Task objective. Your task is to filter the entries and copy every line containing the string "recovery".

Data excerpts.
******************************

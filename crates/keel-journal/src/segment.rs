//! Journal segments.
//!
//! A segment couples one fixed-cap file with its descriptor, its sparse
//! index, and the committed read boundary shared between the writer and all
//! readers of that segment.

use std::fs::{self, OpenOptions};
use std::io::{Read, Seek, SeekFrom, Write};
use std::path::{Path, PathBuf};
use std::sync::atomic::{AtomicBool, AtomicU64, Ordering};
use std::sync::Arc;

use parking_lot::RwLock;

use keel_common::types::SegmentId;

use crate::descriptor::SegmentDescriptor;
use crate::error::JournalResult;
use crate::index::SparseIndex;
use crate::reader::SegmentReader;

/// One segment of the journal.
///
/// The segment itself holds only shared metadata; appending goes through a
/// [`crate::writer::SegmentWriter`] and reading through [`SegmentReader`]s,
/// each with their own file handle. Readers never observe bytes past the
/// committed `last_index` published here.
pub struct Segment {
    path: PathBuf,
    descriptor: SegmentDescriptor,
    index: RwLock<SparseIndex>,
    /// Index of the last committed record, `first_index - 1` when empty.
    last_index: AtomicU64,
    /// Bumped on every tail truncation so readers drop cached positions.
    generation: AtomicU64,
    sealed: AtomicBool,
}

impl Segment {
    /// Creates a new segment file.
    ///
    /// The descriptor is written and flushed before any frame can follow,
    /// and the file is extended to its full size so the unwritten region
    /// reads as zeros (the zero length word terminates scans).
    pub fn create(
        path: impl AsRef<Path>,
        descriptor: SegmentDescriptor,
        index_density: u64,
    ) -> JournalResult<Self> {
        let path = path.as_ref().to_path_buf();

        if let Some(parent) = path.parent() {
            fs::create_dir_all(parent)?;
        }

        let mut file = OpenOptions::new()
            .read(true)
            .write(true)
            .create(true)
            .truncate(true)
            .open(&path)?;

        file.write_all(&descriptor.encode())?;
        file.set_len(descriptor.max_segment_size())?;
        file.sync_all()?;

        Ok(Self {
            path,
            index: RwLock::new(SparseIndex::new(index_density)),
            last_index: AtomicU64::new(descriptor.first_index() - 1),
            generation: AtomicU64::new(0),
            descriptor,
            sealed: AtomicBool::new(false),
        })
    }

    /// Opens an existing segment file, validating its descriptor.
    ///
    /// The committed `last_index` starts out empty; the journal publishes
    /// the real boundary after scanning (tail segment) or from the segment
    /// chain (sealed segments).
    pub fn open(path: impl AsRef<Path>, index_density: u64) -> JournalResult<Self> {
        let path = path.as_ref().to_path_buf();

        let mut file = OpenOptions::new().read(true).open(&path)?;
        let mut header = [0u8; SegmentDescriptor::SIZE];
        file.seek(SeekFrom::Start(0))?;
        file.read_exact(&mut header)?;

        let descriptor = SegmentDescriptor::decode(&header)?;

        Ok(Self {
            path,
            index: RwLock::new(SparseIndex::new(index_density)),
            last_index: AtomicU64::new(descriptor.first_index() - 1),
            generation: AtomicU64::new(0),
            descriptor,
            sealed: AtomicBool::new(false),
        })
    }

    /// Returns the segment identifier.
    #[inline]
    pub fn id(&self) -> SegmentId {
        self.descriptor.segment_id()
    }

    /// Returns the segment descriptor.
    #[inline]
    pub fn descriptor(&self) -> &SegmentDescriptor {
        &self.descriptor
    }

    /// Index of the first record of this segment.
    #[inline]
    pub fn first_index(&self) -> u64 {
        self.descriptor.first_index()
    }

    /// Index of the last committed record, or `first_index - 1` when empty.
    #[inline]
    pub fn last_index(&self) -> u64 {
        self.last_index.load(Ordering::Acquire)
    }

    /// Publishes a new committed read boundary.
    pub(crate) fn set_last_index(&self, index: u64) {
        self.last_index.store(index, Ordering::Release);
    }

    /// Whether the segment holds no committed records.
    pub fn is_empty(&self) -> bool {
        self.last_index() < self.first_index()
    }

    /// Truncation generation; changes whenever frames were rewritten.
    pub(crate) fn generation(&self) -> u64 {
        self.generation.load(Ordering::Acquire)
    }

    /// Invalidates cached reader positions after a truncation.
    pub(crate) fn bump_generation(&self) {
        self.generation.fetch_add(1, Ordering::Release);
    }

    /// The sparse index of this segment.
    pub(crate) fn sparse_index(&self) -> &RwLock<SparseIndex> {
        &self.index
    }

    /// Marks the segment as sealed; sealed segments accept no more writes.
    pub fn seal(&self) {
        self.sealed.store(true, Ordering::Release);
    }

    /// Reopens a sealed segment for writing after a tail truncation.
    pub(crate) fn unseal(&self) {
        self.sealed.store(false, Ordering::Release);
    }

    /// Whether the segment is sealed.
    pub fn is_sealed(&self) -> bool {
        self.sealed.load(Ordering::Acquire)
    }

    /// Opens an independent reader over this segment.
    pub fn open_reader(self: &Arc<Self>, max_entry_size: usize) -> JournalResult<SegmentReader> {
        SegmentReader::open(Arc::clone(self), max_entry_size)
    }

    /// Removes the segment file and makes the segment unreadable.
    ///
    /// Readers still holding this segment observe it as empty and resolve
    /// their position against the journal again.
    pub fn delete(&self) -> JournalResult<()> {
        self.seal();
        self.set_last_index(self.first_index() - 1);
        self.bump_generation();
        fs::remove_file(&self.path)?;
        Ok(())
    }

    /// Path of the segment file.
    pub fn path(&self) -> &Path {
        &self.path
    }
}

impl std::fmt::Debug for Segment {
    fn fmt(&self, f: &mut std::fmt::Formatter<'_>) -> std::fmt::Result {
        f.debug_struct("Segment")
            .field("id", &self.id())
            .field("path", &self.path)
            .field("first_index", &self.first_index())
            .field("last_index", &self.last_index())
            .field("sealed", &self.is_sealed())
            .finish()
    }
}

******************************

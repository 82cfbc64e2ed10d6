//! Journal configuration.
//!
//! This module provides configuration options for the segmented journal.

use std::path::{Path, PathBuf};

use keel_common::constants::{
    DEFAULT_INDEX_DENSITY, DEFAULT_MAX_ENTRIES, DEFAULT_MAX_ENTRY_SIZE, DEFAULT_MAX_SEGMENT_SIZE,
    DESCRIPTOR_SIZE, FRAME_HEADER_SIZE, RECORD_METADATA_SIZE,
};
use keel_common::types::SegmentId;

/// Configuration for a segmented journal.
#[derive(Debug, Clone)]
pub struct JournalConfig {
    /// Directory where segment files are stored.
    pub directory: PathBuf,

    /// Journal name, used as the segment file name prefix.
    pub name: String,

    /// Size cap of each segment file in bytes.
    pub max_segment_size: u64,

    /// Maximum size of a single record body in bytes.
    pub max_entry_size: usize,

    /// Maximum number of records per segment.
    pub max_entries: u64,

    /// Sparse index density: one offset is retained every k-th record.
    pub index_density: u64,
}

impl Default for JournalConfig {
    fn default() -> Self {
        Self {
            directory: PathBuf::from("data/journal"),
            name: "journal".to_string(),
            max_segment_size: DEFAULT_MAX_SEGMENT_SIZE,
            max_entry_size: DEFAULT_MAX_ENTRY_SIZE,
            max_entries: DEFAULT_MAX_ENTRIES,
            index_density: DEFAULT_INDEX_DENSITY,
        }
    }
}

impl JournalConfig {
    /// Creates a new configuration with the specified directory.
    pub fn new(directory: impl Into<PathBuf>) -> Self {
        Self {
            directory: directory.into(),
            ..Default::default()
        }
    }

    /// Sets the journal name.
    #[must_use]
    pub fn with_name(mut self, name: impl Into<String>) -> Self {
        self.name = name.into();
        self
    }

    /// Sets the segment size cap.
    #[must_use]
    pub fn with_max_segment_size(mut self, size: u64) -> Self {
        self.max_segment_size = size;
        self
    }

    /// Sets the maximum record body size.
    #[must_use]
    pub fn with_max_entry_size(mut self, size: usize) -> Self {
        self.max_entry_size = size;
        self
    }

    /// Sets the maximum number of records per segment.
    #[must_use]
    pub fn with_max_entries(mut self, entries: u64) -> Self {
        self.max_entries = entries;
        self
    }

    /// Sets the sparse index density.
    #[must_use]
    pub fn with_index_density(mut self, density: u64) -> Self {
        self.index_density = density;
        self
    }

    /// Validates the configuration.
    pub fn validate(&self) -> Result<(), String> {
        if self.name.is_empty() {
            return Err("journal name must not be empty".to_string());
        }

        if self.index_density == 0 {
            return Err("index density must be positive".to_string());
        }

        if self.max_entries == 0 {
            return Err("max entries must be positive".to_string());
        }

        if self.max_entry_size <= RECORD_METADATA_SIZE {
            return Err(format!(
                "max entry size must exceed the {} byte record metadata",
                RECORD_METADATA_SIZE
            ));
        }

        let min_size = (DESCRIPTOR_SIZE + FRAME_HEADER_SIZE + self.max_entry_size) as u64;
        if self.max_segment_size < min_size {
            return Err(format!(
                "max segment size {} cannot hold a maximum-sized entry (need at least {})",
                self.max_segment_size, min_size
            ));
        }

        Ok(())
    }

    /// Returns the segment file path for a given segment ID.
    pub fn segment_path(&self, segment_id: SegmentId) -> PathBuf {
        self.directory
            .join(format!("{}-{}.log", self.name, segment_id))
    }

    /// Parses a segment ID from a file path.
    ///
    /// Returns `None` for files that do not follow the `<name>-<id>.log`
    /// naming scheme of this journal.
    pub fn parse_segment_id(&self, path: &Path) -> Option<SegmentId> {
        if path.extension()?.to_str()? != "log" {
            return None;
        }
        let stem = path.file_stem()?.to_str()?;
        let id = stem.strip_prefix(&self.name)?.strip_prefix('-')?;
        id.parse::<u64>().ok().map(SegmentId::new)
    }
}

******************************

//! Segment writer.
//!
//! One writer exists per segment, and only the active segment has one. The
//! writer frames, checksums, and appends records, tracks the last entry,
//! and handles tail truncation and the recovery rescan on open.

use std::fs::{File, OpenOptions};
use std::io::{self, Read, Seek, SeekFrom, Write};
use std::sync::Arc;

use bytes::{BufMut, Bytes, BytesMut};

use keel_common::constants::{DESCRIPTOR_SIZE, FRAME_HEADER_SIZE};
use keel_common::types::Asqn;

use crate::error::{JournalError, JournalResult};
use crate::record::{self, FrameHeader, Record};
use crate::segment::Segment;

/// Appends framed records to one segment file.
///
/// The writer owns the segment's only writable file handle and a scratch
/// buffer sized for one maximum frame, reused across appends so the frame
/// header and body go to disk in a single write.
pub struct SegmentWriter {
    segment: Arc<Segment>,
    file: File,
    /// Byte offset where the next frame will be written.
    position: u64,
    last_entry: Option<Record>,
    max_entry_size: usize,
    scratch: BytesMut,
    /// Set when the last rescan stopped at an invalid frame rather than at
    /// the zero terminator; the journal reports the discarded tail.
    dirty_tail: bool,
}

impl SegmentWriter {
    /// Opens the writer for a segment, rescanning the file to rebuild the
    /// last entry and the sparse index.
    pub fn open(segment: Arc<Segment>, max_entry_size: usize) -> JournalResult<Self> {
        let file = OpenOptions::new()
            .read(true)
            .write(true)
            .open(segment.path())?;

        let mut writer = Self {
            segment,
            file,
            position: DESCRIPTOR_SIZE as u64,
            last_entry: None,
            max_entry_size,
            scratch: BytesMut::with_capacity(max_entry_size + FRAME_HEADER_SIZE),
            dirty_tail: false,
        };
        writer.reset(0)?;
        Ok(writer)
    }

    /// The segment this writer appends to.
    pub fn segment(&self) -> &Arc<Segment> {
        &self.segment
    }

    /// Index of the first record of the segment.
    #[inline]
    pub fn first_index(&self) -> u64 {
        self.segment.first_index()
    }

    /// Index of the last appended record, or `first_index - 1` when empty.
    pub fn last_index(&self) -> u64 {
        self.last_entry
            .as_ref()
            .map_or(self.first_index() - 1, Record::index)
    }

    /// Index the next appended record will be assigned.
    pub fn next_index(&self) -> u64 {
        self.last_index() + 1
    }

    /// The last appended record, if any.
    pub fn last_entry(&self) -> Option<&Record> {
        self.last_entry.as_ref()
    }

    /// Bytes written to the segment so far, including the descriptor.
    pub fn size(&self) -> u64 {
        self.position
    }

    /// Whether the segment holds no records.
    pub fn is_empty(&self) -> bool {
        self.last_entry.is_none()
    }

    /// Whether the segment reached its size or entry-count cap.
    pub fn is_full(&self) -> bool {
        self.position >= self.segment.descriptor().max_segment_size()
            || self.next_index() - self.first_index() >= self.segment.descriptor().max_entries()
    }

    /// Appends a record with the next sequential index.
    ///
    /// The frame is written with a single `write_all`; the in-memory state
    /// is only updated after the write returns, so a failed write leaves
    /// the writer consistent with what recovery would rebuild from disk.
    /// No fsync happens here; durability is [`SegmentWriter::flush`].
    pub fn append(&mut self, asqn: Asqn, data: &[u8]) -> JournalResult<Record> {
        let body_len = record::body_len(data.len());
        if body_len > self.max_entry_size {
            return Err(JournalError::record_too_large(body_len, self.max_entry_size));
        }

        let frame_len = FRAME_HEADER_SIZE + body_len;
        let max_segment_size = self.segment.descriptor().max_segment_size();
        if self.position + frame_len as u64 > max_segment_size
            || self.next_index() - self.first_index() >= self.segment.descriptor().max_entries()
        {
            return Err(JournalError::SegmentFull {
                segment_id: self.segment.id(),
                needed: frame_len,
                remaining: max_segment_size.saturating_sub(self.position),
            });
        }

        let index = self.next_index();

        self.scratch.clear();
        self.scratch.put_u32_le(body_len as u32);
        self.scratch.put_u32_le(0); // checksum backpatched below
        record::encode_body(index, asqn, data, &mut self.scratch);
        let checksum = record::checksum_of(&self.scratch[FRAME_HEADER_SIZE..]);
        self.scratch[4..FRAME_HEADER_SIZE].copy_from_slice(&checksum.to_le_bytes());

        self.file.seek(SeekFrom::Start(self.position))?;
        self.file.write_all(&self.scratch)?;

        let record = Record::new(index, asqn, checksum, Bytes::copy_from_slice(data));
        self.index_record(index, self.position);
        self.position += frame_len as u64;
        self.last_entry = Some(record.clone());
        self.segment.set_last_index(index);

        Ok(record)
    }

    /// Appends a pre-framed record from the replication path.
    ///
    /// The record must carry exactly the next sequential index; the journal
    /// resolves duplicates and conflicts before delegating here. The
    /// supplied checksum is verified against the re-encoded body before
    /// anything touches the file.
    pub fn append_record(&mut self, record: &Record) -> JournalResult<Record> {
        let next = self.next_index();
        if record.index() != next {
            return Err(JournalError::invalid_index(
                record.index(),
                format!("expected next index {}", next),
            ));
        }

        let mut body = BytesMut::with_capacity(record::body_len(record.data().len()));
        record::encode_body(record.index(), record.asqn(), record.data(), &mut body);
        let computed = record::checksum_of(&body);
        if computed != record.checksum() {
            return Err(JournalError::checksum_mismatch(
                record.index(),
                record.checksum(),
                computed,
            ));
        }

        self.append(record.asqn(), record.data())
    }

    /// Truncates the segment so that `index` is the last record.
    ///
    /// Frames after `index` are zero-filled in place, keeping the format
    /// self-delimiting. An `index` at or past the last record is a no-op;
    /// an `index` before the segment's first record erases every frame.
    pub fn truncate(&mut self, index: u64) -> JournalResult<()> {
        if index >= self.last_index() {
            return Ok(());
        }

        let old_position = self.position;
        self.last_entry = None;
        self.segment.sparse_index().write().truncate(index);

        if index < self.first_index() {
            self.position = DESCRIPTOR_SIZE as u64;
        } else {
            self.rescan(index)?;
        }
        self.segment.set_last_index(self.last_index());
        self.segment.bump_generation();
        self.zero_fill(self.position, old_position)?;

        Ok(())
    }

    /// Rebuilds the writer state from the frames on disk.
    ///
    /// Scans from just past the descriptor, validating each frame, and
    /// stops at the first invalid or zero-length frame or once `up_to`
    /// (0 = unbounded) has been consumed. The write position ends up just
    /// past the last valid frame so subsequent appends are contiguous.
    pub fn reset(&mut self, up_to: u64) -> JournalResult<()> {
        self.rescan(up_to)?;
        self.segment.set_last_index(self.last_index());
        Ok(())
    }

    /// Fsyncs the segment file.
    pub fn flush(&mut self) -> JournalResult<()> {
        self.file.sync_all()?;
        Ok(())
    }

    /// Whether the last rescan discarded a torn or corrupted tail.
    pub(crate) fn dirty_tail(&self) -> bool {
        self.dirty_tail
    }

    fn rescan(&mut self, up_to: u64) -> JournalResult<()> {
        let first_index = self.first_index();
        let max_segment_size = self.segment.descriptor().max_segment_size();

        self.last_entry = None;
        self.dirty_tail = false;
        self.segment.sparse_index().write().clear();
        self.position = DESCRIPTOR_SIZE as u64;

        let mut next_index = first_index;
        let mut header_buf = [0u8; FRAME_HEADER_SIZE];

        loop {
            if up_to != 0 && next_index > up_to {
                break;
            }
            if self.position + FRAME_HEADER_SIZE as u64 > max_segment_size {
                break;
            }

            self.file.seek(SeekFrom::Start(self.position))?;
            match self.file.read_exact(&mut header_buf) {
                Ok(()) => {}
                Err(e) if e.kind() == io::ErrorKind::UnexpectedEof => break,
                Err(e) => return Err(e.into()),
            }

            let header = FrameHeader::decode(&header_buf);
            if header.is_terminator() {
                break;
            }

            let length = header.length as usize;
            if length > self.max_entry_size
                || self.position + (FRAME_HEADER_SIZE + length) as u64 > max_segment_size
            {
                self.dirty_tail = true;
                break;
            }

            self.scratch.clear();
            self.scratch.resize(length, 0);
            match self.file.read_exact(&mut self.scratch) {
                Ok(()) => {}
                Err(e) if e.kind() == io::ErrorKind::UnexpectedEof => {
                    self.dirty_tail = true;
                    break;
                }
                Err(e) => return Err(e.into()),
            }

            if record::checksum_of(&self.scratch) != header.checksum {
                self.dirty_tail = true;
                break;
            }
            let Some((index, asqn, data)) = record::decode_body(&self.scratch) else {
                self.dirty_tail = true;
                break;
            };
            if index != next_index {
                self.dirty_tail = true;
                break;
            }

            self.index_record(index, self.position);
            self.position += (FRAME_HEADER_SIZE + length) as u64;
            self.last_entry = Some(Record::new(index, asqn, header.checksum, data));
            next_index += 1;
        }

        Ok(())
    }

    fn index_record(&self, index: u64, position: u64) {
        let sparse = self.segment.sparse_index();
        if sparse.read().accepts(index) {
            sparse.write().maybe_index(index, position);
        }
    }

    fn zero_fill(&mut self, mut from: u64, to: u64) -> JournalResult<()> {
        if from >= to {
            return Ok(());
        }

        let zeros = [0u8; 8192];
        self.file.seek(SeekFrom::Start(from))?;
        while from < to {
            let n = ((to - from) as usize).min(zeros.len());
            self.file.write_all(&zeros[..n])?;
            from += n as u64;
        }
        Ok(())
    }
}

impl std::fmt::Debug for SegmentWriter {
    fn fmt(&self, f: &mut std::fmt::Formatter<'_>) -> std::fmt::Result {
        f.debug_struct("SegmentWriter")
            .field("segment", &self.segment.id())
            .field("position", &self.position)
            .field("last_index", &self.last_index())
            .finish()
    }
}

******************************

Task solution.
//! and handles tail truncation and the recovery rescan on open.
    /// the writer consistent with what recovery would rebuild from disk.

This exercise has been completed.